:: Exercise ::
With the line containing "pub fn connector(&self)" as the start and the line containing "pub fn channel(&self)" as the end, transcribe that span of the entries below exactly, including both.

[Start of Attachment]

//! utilkit - Small stateless helpers
//!
//! String, number, date/duration, array, object and runtime type utilities.
//! JSON-shaped data goes through [`serde_json::Value`]; values that JSON cannot
//! express (dates, regexps, class instances, `undefined`) use [`AnyValue`].

pub mod array;
pub mod date;
pub mod error;
pub mod number;
pub mod object;
pub mod strings;
pub mod types;
pub mod value;

// Re-exports for convenience
pub use array::{chunk, group_by, list_to_tree, unique};
pub use date::{format_duration, DateConfig, DateFormatter, DurationOutput, Locale};
pub use error::UtilError;
pub use object::{deep_clone, deep_equal, deep_merge, get, set};
pub use strings::{camel_case, kebab_case, snake_case, template, truncate};
pub use types::{is_empty, parse_json_str, type_of};
pub use value::{AnyValue, RegExpValue};
impl Session {
    pub fn new(
        connector: Arc<dyn ChannelConnector>,
        config: &ClientConfig,
        user_identity: UserIdentity,
    ) -> Arc<Self> {
        let (events, _) = broadcast::channel(EVENT_CAPACITY);
        Arc::new(Self {
            connector,
            settings: SessionSettings {
                application_uri: config.application_uri.clone(),
                session_name: config.session_name.clone(),
                session_timeout: config.session_timeout(),
            },
            user_identity,
            state: Mutex::new(SessionState::Disconnected),
            identity: Mutex::new(None),
            channel: Mutex::new(None),
            next_generation: AtomicU64::new(1),
            watcher: Mutex::new(None),
            deferred: Mutex::new(VecDeque::new()),
            reconnect_trigger: Mutex::new(None),
            events,
        })
    }

    pub fn connector(&self) -> &Arc<dyn ChannelConnector> {
        &self.connector
    }

    pub fn state(&self) -> SessionState {
        *self.state.lock()
    }

    pub fn identity(&self) -> Option<SessionIdentity> {
        *self.identity.lock()
    }

    pub fn channel(&self) -> Option<Arc<dyn ServiceChannel>> {
        self.channel.lock().as_ref().map(|current| current.channel.clone())
    }

    /// Counts channels installed on this session; each install gets a new value.
    pub fn channel_generation(&self) -> Option<u64> {
        self.channel.lock().as_ref().map(|current| current.generation)
    }

    pub fn is_channel_valid(&self) -> bool {
        self.channel
            .lock()
            .as_ref()
            .map(|current| current.channel.is_valid())
            .unwrap_or(false)
    }

    /// True when `trigger` was raised by a channel that has since been replaced by a
    /// working one.
    pub fn is_stale_trigger(&self, trigger: &ReconnectTrigger) -> bool {
        let Some(failed) = trigger.channel_generation else {
            return false;
        };
        match self.channel.lock().as_ref() {
            Some(current) => current.generation != failed && current.channel.is_valid(),
            None => false,
        }
    }

    pub fn subscribe_events(&self) -> broadcast::Receiver<SessionEvent> {
        self.events.subscribe()
    }

    pub fn emit(&self, event: SessionEvent) {
        let _ = self.events.send(event);
    }

    pub fn deferred_count(&self) -> usize {
        self.deferred.lock().len()
    }

    pub(crate) fn set_reconnect_trigger(&self, trigger: mpsc::UnboundedSender<ReconnectTrigger>) {
        *self.reconnect_trigger.lock() = Some(trigger);
    }

    pub(crate) fn transition(&self, next: SessionState) -> Result<(), UaError> {
        let mut state = self.state.lock();
        *state = state.transition(next)?;
        Ok(())
    }

    /// Moves a session that is being repaired to `next` under the state lock, so no
    /// call can be deferred after the queue is failed. Returns false if it was not
    /// reconnecting.
    pub(crate) fn leave_reconnecting(&self, next: SessionState) -> bool {
        let mut state = self.state.lock();
        if *state != SessionState::Reconnecting {
            return false;
        }
        *state = next;
        true
    }

    /// Opens the first channel, creates and activates the session.
    pub async fn connect(self: &Arc<Self>) -> Result<(), UaError> {
        self.transition(SessionState::Connecting)?;
        let result: Result<Arc<dyn ServiceChannel>, UaError> = async {
            let channel = self.connector.connect().await?;
            let established = match self.create_on(channel.as_ref()).await {
                Ok(_) => self.activate_on(channel.as_ref()).await,
                Err(err) => Err(err),
            };
            if let Err(err) = established {
                channel.close().await;
                return Err(err);
            }
            Ok(channel)
        }
        .await;
        match result {
            Ok(channel) => {
                self.install_channel(channel);
                self.transition(SessionState::Active)?;
                info!(endpoint = %self.connector.endpoint_url(), "session active");
                Ok(())
            }
            Err(err) => {
                let _ = self.transition(SessionState::Disconnected);
                Err(err)
            }
        }
    }

    /// Makes `channel` the session's channel and watches it for breaks.
    pub fn install_channel(self: &Arc<Self>, channel: Arc<dyn ServiceChannel>) {
        let generation = self.next_generation.fetch_add(1, Ordering::Relaxed);
        let weak: Weak<Session> = Arc::downgrade(self);
        let watched = channel.clone();
        let watcher = tokio::spawn(async move {
            let err = watched.wait_broken().await;
            if err.is_closed() {
                return;
            }
            if let Some(session) = weak.upgrade() {
                session.request_reconnect_on(generation, err);
            }
        });
        *self.channel.lock() = Some(CurrentChannel {
            channel,
            generation,
        });
        if let Some(old) = self.watcher.lock().replace(watcher) {
            old.abort();
        }
    }

    /// Detaches the current channel without closing it.
    pub fn take_channel(&self) -> Option<Arc<dyn ServiceChannel>> {
        if let Some(watcher) = self.watcher.lock().take() {
            watcher.abort();
        }
        self.channel.lock().take().map(|current| current.channel)
    }

    fn current(&self) -> Option<(Arc<dyn ServiceChannel>, u64)> {
        self.channel
            .lock()
            .as_ref()
            .map(|current| (current.channel.clone(), current.generation))
    }

    fn is_current(&self, generation: u64) -> bool {
        self.channel_generation() == Some(generation)
    }

    /// Asks the reconnection controller (if any) to repair the session.
    pub fn request_reconnect(&self, reason: UaError) {
        self.send_trigger(ReconnectTrigger {
            reason,
            channel_generation: None,
        });
    }

    /// Reports that the channel installed as `generation` failed. Ignored by the
    /// controller once that channel has been replaced by a working one.
    pub fn request_reconnect_on(&self, generation: u64, reason: UaError) {
        self.send_trigger(ReconnectTrigger {
            reason,
            channel_generation: Some(generation),
        });
    }

    fn send_trigger(&self, trigger: ReconnectTrigger) {
        if matches!(self.state(), SessionState::Closed) {
            return;
        }
        match self.reconnect_trigger.lock().as_ref() {
            Some(sender) => {
                let _ = sender.send(trigger);
            }
            None => debug!(error = %trigger.reason, "no reconnection controller attached"),
        }
    }

    fn header(&self, request: &mut ServiceRequest) {
        if let Some(identity) = self.identity() {
            request.request_header_mut().authentication_token =
                Some(identity.authentication_token);
        }
    }

    /// Sends a request on a specific channel with this session's authentication token.
    pub async fn perform_on(
        &self,
        channel: &dyn ServiceChannel,
        mut request: ServiceRequest,
    ) -> Result<ServiceResponse, UaError> {
        self.header(&mut request);
        channel.perform_transaction(request).await?.into_result()
    }

    /// Sends a request on the current channel, bypassing the deferred queue. Failures that
    /// invalidate the session trigger a repair.
    pub async fn perform(&self, request: ServiceRequest) -> Result<ServiceResponse, UaError> {
        let (channel, generation) = self.current().ok_or_else(|| {
            UaError::transport(StatusCode::BAD_NOT_CONNECTED, "session has no channel")
        })?;
        let result = self.perform_on(channel.as_ref(), request).await;
        if let Err(err) = &result {
            // Failures on a channel that has since been replaced are stale.
            if err.needs_reconnect() && self.is_current(generation) {
                self.request_reconnect_on(generation, err.clone());
            }
        }
        result
    }

    /// Application entry point: performs `request`, or defers it while the session is
    /// being repaired.
    pub async fn call(&self, request: ServiceRequest) -> Result<ServiceResponse, UaError> {
        // Lock order: `state`, then `deferred`.
        let route = {
            let state = self.state.lock();
            match *state {
                SessionState::Closed => return Err(UaError::closed("session closed")),
                SessionState::Reconnecting => {
                    let (tx, rx) = oneshot::channel();
                    self.deferred.lock().push_back(DeferredTransaction {
                        request,
                        continuation: tx,
                    });
                    Route::Deferred(rx)
                }
                _ => Route::Direct(request),
            }
        };
        match route {
            Route::Deferred(rx) => rx
                .await
                .unwrap_or_else(|_| Err(UaError::closed("deferred transaction dropped"))),
            Route::Direct(request) => self.perform(request).await,
        }
    }

    /// Runs deferred transactions in arrival order, then marks the session active. Calls
    /// arriving during the drain queue behind the ones already waiting.
    pub async fn drain_deferred(&self) {
        loop {
            let popped = self.deferred.lock().pop_front();
            let next = match popped {
                Some(next) => next,
                None => {
                    let mut state = self.state.lock();
                    // A call may have been queued after the pop above.
                    if *state == SessionState::Reconnecting && !self.deferred.lock().is_empty() {
                        continue;
                    }
                    if *state == SessionState::Reconnecting {
                        *state = SessionState::Active;
                    }
                    return;
                }
            };
            let result = self.perform(next.request).await;
            let _ = next.continuation.send(result);
        }
    }

    pub fn fail_deferred(&self, err: UaError) -> usize {
        let drained: Vec<DeferredTransaction> = self.deferred.lock().drain(..).collect();
        let count = drained.len();
        for deferred in drained {
            let _ = deferred.continuation.send(Err(err.clone()));
        }
        count
    }

    pub async fn create_on(&self, channel: &dyn ServiceChannel) -> Result<SessionIdentity, UaError> {
        let request = ServiceRequest::from(CreateSessionRequest {
            request_header: RequestHeader::default(),
            client_application_uri: self.settings.application_uri.clone(),
            endpoint_url: self.connector.endpoint_url().to_string(),
            session_name: self.settings.session_name.clone(),
            client_nonce: random_nonce(SESSION_NONCE_LENGTH),
            requested_session_timeout_ms: self.settings.session_timeout.as_millis() as u64,
        });
        let response = channel.perform_transaction(request).await?.into_result()?;
        let response = expect_response!(response, CreateSession)?;
        let identity = SessionIdentity {
            session_id: response.session_id,
            authentication_token: response.authentication_token,
            revised_timeout: Duration::from_millis(response.revised_session_timeout_ms),
        };
        info!(session_id = %identity.session_id, "session created");
        *self.identity.lock() = Some(identity);
        Ok(identity)
    }

    /// Activates the current session identity on `channel`.
    pub async fn activate_on(&self, channel: &dyn ServiceChannel) -> Result<(), UaError> {
        if self.identity().is_none() {
            return Err(UaError::ServiceFault(StatusCode::BAD_SESSION_ID_INVALID));
        }
        let request = ServiceRequest::from(ActivateSessionRequest {
            request_header: RequestHeader::default(),
            user_identity: self.user_identity.clone(),
            locale_ids: Vec::new(),
        });
        let response = self.perform_on(channel, request).await?;
        expect_response!(response, ActivateSession)?;
        debug!(channel_id = channel.channel_id(), "session activated");
        Ok(())
    }

    /// Best-effort CloseSession for an identity that is no longer used.
    pub async fn close_stale(&self, channel: &dyn ServiceChannel, stale: SessionIdentity) {
        let mut request = ServiceRequest::from(CloseSessionRequest {
            request_header: RequestHeader::default(),
            delete_subscriptions: false,
        });
        request.request_header_mut().authentication_token = Some(stale.authentication_token);
        match channel.perform_transaction(request).await {
            Ok(_) => debug!(session_id = %stale.session_id, "stale session closed"),
            Err(err) => debug!(session_id = %stale.session_id, error = %err, "stale session not closed"),
        }
    }

    /// Closes the session and its channel. Deferred transactions fail with "closed".
    pub async fn close(&self) {
        {
            let mut state = self.state.lock();
            if *state == SessionState::Closed {
                return;
            }
            *state = SessionState::Closed;
        }
        let failed = self.fail_deferred(UaError::closed("session closed"));
        if failed > 0 {
            debug!(failed, "deferred transactions failed by close");
        }
        if let Some(channel) = self.take_channel() {
            if channel.is_valid() {
                let request = ServiceRequest::from(CloseSessionRequest {
                    request_header: RequestHeader::default(),
                    delete_subscriptions: true,
                });
                if let Err(err) = self.perform_on(channel.as_ref(), request).await {
                    warn!(error = %err, "CloseSession failed");
                }
            }
            channel.close().await;
        }
        info!("session closed");
        self.emit(SessionEvent::SessionClosed);
    }
}
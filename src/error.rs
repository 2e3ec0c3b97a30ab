use thiserror::Error;

use crate::status::StatusCode;

/// Errors surfaced by every layer of the client stack.
///
/// The variant tells the caller how far the failure reaches:
/// * `Transport` and `Security` are fatal to the channel they occurred on and are
///   handled by the reconnection controller.
/// * `Protocol`, `ServiceFault` and `Timeout` only fail the transaction they belong to.
/// * `Closed` is returned once the owner explicitly closed the channel or session.
#[derive(Debug, Clone, Error)]
pub enum UaError {
    #[error("transport error {status}: {message}")]
    Transport { status: StatusCode, message: String },
    #[error("protocol error {status}: {message}")]
    Protocol { status: StatusCode, message: String },
    #[error("security error {status}: {message}")]
    Security { status: StatusCode, message: String },
    #[error("service fault {0}")]
    ServiceFault(StatusCode),
    #[error("request {request_id} timed out after {timeout_ms} ms")]
    Timeout { request_id: u32, timeout_ms: u64 },
    #[error("closed: {0}")]
    Closed(String),
}

impl UaError {
    pub fn transport(status: StatusCode, message: impl Into<String>) -> Self {
        UaError::Transport {
            status,
            message: message.into(),
        }
    }

    pub fn protocol(status: StatusCode, message: impl Into<String>) -> Self {
        UaError::Protocol {
            status,
            message: message.into(),
        }
    }

    pub fn security(status: StatusCode, message: impl Into<String>) -> Self {
        UaError::Security {
            status,
            message: message.into(),
        }
    }

    pub fn closed(reason: impl Into<String>) -> Self {
        UaError::Closed(reason.into())
    }

    /// Status code carried by (or implied by) this error.
    pub fn status(&self) -> StatusCode {
        match self {
            UaError::Transport { status, .. }
            | UaError::Protocol { status, .. }
            | UaError::Security { status, .. } => *status,
            UaError::ServiceFault(status) => *status,
            UaError::Timeout { .. } => StatusCode::BAD_TIMEOUT,
            UaError::Closed(_) => StatusCode::BAD_SECURE_CHANNEL_CLOSED,
        }
    }

    /// True when the channel this error occurred on can no longer carry traffic.
    pub fn is_channel_fatal(&self) -> bool {
        matches!(self, UaError::Transport { .. } | UaError::Security { .. })
    }

    /// True when the session must be repaired before further requests can succeed.
    pub fn needs_reconnect(&self) -> bool {
        match self {
            UaError::Transport { .. } | UaError::Security { .. } => true,
            UaError::ServiceFault(status) => status.invalidates_session(),
            _ => false,
        }
    }

    pub fn is_closed(&self) -> bool {
        matches!(self, UaError::Closed(_))
    }

    pub fn is_service_fault(&self, status: StatusCode) -> bool {
        matches!(self, UaError::ServiceFault(s) if *s == status)
    }
}

impl From<std::io::Error> for UaError {
    fn from(err: std::io::Error) -> Self {
        UaError::transport(StatusCode::BAD_COMMUNICATION_ERROR, err.to_string())
    }
}

impl From<serde_cbor::Error> for UaError {
    fn from(err: serde_cbor::Error) -> Self {
        UaError::protocol(StatusCode::BAD_DECODING_ERROR, err.to_string())
    }
}

pub type UaResult<T> = Result<T, UaError>;

#[cfg(test)]
mod tests {
    use super::*;

    #[test]
    fn classification_follows_taxonomy() {
        let transport = UaError::transport(StatusCode::BAD_CONNECTION_CLOSED, "eof");
        assert!(transport.is_channel_fatal());
        assert!(transport.needs_reconnect());

        let protocol = UaError::protocol(StatusCode::BAD_REQUEST_HEADER_INVALID, "handle");
        assert!(!protocol.is_channel_fatal());
        assert!(!protocol.needs_reconnect());

        let fault = UaError::ServiceFault(StatusCode::BAD_SESSION_ID_INVALID);
        assert!(!fault.is_channel_fatal());
        assert!(fault.needs_reconnect());

        let timeout = UaError::Timeout {
            request_id: 3,
            timeout_ms: 100,
        };
        assert_eq!(timeout.status(), StatusCode::BAD_TIMEOUT);
        assert!(!timeout.needs_reconnect());
    }
}
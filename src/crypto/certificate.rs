use std::path::Path;

use ed25519_dalek::pkcs8::DecodePrivateKey;
use ed25519_dalek::SigningKey;
use hkdf::Hkdf;
use rand::rngs::OsRng;
use rand_core::RngCore;
use serde::{Deserialize, Serialize};
use sha2::{Digest, Sha256};
use x25519_dalek::{PublicKey, StaticSecret};

use crate::error::UaError;
use crate::status::StatusCode;

/// Compact application certificate: identity plus the two public keys used during OPN.
#[derive(Debug, Clone, PartialEq, Eq, Serialize, Deserialize)]
pub struct Certificate {
    pub application_uri: String,
    /// Ed25519 verifying key.
    pub signing_key: [u8; 32],
    /// X25519 public key used to seal OPN payloads for this application.
    pub encryption_key: [u8; 32],
}

impl Certificate {
    pub fn encode(&self) -> Result<Vec<u8>, UaError> {
        serde_cbor::to_vec(self).map_err(|e| {
            UaError::protocol(StatusCode::BAD_ENCODING_ERROR, format!("certificate: {}", e))
        })
    }

    pub fn decode(bytes: &[u8]) -> Result<Self, UaError> {
        serde_cbor::from_slice(bytes).map_err(|e| {
            UaError::security(
                StatusCode::BAD_CERTIFICATE_INVALID,
                format!("certificate decode: {}", e),
            )
        })
    }

    /// SHA-256 over the encoded certificate.
    pub fn thumbprint(&self) -> Result<Vec<u8>, UaError> {
        Ok(Sha256::digest(self.encode()?).to_vec())
    }
}

/// Private keys and certificate of the local application.
#[derive(Clone)]
pub struct ApplicationCredentials {
    signing: SigningKey,
    encryption: StaticSecret,
    certificate: Certificate,
}

impl std::fmt::Debug for ApplicationCredentials {
    fn fmt(&self, f: &mut std::fmt::Formatter<'_>) -> std::fmt::Result {
        f.debug_struct("ApplicationCredentials")
            .field("certificate", &self.certificate)
            .finish()
    }
}

impl ApplicationCredentials {
    /// Fresh random credentials.
    pub fn generate(application_uri: &str) -> Self {
        let mut seed = [0u8; 32];
        OsRng.fill_bytes(&mut seed);
        Self::from_signing_key(SigningKey::from_bytes(&seed), application_uri)
    }

    /// Builds credentials around an Ed25519 key; the X25519 key is derived from its seed so
    /// one PEM file is enough to reproduce the certificate.
    pub fn from_signing_key(signing: SigningKey, application_uri: &str) -> Self {
        let hk = Hkdf::<Sha256>::new(Some(b"uasc-certificate"), signing.as_bytes());
        let mut x_seed = [0u8; 32];
        if hk.expand(b"x25519", &mut x_seed).is_err() {
            unreachable!("32 bytes is a valid HKDF-SHA256 output length");
        }
        let encryption = StaticSecret::from(x_seed);
        let certificate = Certificate {
            application_uri: application_uri.to_string(),
            signing_key: signing.verifying_key().to_bytes(),
            encryption_key: PublicKey::from(&encryption).to_bytes(),
        };
        Self {
            signing,
            encryption,
            certificate,
        }
    }

    /// Loads a PKCS#8 Ed25519 private key from PEM text.
    pub fn from_pem(pem: &str, application_uri: &str) -> Result<Self, UaError> {
        let mut reader = std::io::BufReader::new(pem.as_bytes());
        for item in rustls_pemfile::read_all(&mut reader) {
            let item = item.map_err(|e| {
                UaError::security(StatusCode::BAD_CERTIFICATE_INVALID, format!("pem: {}", e))
            })?;
            if let rustls_pemfile::Item::Pkcs8Key(key) = item {
                let signing = SigningKey::from_pkcs8_der(key.secret_pkcs8_der()).map_err(|e| {
                    UaError::security(
                        StatusCode::BAD_CERTIFICATE_INVALID,
                        format!("pkcs8: {}", e),
                    )
                })?;
                return Ok(Self::from_signing_key(signing, application_uri));
            }
        }
        Err(UaError::security(
            StatusCode::BAD_CERTIFICATE_INVALID,
            "no PKCS#8 private key in PEM input",
        ))
    }

    pub fn from_pem_file(path: impl AsRef<Path>, application_uri: &str) -> Result<Self, UaError> {
        let pem = std::fs::read_to_string(path)?;
        Self::from_pem(&pem, application_uri)
    }

    pub fn certificate(&self) -> &Certificate {
        &self.certificate
    }

    pub(crate) fn signing_key(&self) -> &SigningKey {
        &self.signing
    }

    pub(crate) fn encryption_secret(&self) -> &StaticSecret {
        &self.encryption
    }
}
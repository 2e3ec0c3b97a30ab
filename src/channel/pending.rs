use std::collections::HashMap;
use std::time::Duration;

use parking_lot::Mutex;
use tokio::sync::oneshot;
use tracing::{debug, warn};

use crate::error::UaError;
use crate::messages::ServiceResponse;
use crate::status::StatusCode;

type Continuation = oneshot::Sender<Result<ServiceResponse, UaError>>;

struct PendingEntry {
    request_handle: u32,
    bytes_written: usize,
    continuation: Continuation,
}

/// A request that has been written but not yet answered.
#[derive(Debug)]
pub struct PendingResponse {
    request_id: u32,
    timeout: Duration,
    rx: oneshot::Receiver<Result<ServiceResponse, UaError>>,
}

impl PendingResponse {
    pub fn request_id(&self) -> u32 {
        self.request_id
    }

    pub fn timeout(&self) -> Duration {
        self.timeout
    }

    pub(crate) fn into_parts(
        self,
    ) -> (
        u32,
        Duration,
        oneshot::Receiver<Result<ServiceResponse, UaError>>,
    ) {
        (self.request_id, self.timeout, self.rx)
    }
}

/// Request id -> continuation map of one channel.
///
/// Every entry is resolved exactly once: by its response, by a timeout (removal without
/// resolution) or by [`fail_all`](Self::fail_all) when the channel goes away.
#[derive(Default)]
pub struct PendingTransactions {
    entries: Mutex<HashMap<u32, PendingEntry>>,
    closed: Mutex<Option<UaError>>,
}

impl PendingTransactions {
    pub fn register(
        &self,
        request_id: u32,
        request_handle: u32,
        timeout: Duration,
    ) -> Result<PendingResponse, UaError> {
        if let Some(err) = self.closed.lock().clone() {
            return Err(err);
        }
        let (tx, rx) = oneshot::channel();
        self.entries.lock().insert(
            request_id,
            PendingEntry {
                request_handle,
                bytes_written: 0,
                continuation: tx,
            },
        );
        Ok(PendingResponse {
            request_id,
            timeout,
            rx,
        })
    }

    pub fn set_bytes_written(&self, request_id: u32, bytes: usize) {
        if let Some(entry) = self.entries.lock().get_mut(&request_id) {
            entry.bytes_written = bytes;
        }
    }

    pub fn remove(&self, request_id: u32) -> bool {
        self.entries.lock().remove(&request_id).is_some()
    }

    pub fn len(&self) -> usize {
        self.entries.lock().len()
    }

    pub fn is_empty(&self) -> bool {
        self.len() == 0
    }

    /// Delivers a decoded response. A response whose request handle differs from the
    /// request's fails that transaction only.
    pub fn complete(&self, request_id: u32, response: ServiceResponse) -> bool {
        let Some(entry) = self.entries.lock().remove(&request_id) else {
            warn!(request_id, "response for unknown or expired request");
            return false;
        };
        let handle = response.response_header().request_handle;
        let result = if handle == entry.request_handle {
            Ok(response)
        } else {
            Err(UaError::protocol(
                StatusCode::BAD_REQUEST_HEADER_INVALID,
                format!(
                    "response handle {} does not match request handle {}",
                    handle, entry.request_handle
                ),
            ))
        };
        debug!(
            request_id,
            bytes_written = entry.bytes_written,
            "transaction completed"
        );
        entry.continuation.send(result).is_ok()
    }

    pub fn fail(&self, request_id: u32, err: UaError) -> bool {
        match self.entries.lock().remove(&request_id) {
            Some(entry) => entry.continuation.send(Err(err)).is_ok(),
            None => false,
        }
    }

    /// Fails every outstanding transaction and refuses new ones.
    pub fn fail_all(&self, err: UaError) -> usize {
        {
            let mut closed = self.closed.lock();
            if closed.is_none() {
                *closed = Some(err.clone());
            }
        }
        let drained: Vec<PendingEntry> = self.entries.lock().drain().map(|(_, e)| e).collect();
        let count = drained.len();
        for entry in drained {
            let _ = entry.continuation.send(Err(err.clone()));
        }
        count
    }
}

#[cfg(test)]
mod tests {
    use super::*;
    use crate::messages::{RequestHeader, ServiceResponse};

    fn response_with_handle(handle: u32) -> ServiceResponse {
        let header = RequestHeader {
            request_handle: handle,
            ..RequestHeader::default()
        };
        ServiceResponse::fault(&header, StatusCode::GOOD)
    }

    #[tokio::test]
    async fn matching_handle_delivers_response() {
        let pending = PendingTransactions::default();
        let waiter = pending.register(1, 10, Duration::from_secs(1)).unwrap();
        assert!(pending.complete(1, response_with_handle(10)));
        let (_, _, rx) = waiter.into_parts();
        assert!(rx.await.unwrap().is_ok());
        assert!(pending.is_empty());
    }

    #[tokio::test]
    async fn handle_mismatch_fails_locally() {
        let pending = PendingTransactions::default();
        let waiter = pending.register(1, 10, Duration::from_secs(1)).unwrap();
        pending.complete(1, response_with_handle(11));
        let (_, _, rx) = waiter.into_parts();
        let err = rx.await.unwrap().unwrap_err();
        assert!(matches!(err, UaError::Protocol { .. }));
    }

    #[tokio::test]
    async fn fail_all_resolves_each_once_and_closes() {
        let pending = PendingTransactions::default();
        let a = pending.register(1, 1, Duration::from_secs(1)).unwrap();
        let b = pending.register(2, 2, Duration::from_secs(1)).unwrap();
        assert_eq!(pending.fail_all(UaError::closed("channel closed")), 2);
        for waiter in [a, b] {
            let (_, _, rx) = waiter.into_parts();
            assert!(rx.await.unwrap().unwrap_err().is_closed());
        }
        assert!(pending.register(3, 3, Duration::from_secs(1)).is_err());
        assert!(!pending.complete(1, response_with_handle(1)));
    }
}
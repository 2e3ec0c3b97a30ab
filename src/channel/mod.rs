//! Secure channel: token lifecycle, request correlation and timeouts on top of one
//! [`TransportConnection`](crate::transport::TransportConnection).
use async_trait::async_trait;

use crate::error::UaError;
use crate::messages::{ServiceRequest, ServiceResponse};
use crate::status::StatusCode;

pub mod connector;
pub mod pending;
pub mod secure_channel;
pub mod state;
pub mod token;

pub use connector::{ChannelConnector, SecurityConfig, TcpChannelConnector};
pub use pending::{PendingResponse, PendingTransactions};
pub use secure_channel::SecureChannel;
pub use state::{ChannelState, ChannelStateError};
pub use token::SecurityToken;

/// Notifications raised by a channel for whoever watches it.
#[derive(Debug, Clone, PartialEq)]
pub enum ChannelEvent {
    Opened { channel_id: u32, token_id: u32 },
    TokenRenewed { token_id: u32 },
    TimedOutRequest { request_id: u32 },
    ConnectionBroken { status: StatusCode },
    Closed,
}

#[derive(Debug, Clone, Copy, Default, PartialEq, Eq)]
pub struct ChannelStats {
    pub bytes_written: u64,
    pub bytes_read: u64,
    /// Service requests answered on this channel, token requests excluded.
    pub transactions_completed: u64,
}

/// What sessions, the publish engine and the reconnection controller need from a channel.
#[async_trait]
pub trait ServiceChannel: Send + Sync {
    fn channel_id(&self) -> u32;

    /// False once the channel broke or was closed.
    fn is_valid(&self) -> bool;

    async fn perform_transaction(&self, request: ServiceRequest)
        -> Result<ServiceResponse, UaError>;

    /// Resolves with the reason once the channel can no longer carry traffic.
    async fn wait_broken(&self) -> UaError;

    async fn close(&self);
}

[End of Attachment]

:: Output ::
    pub fn connector(&self) -> &Arc<dyn ChannelConnector> {
        &self.connector
    }

    pub fn state(&self) -> SessionState {
        *self.state.lock()
    }

    pub fn identity(&self) -> Option<SessionIdentity> {
        *self.identity.lock()
    }

    pub fn channel(&self) -> Option<Arc<dyn ServiceChannel>> {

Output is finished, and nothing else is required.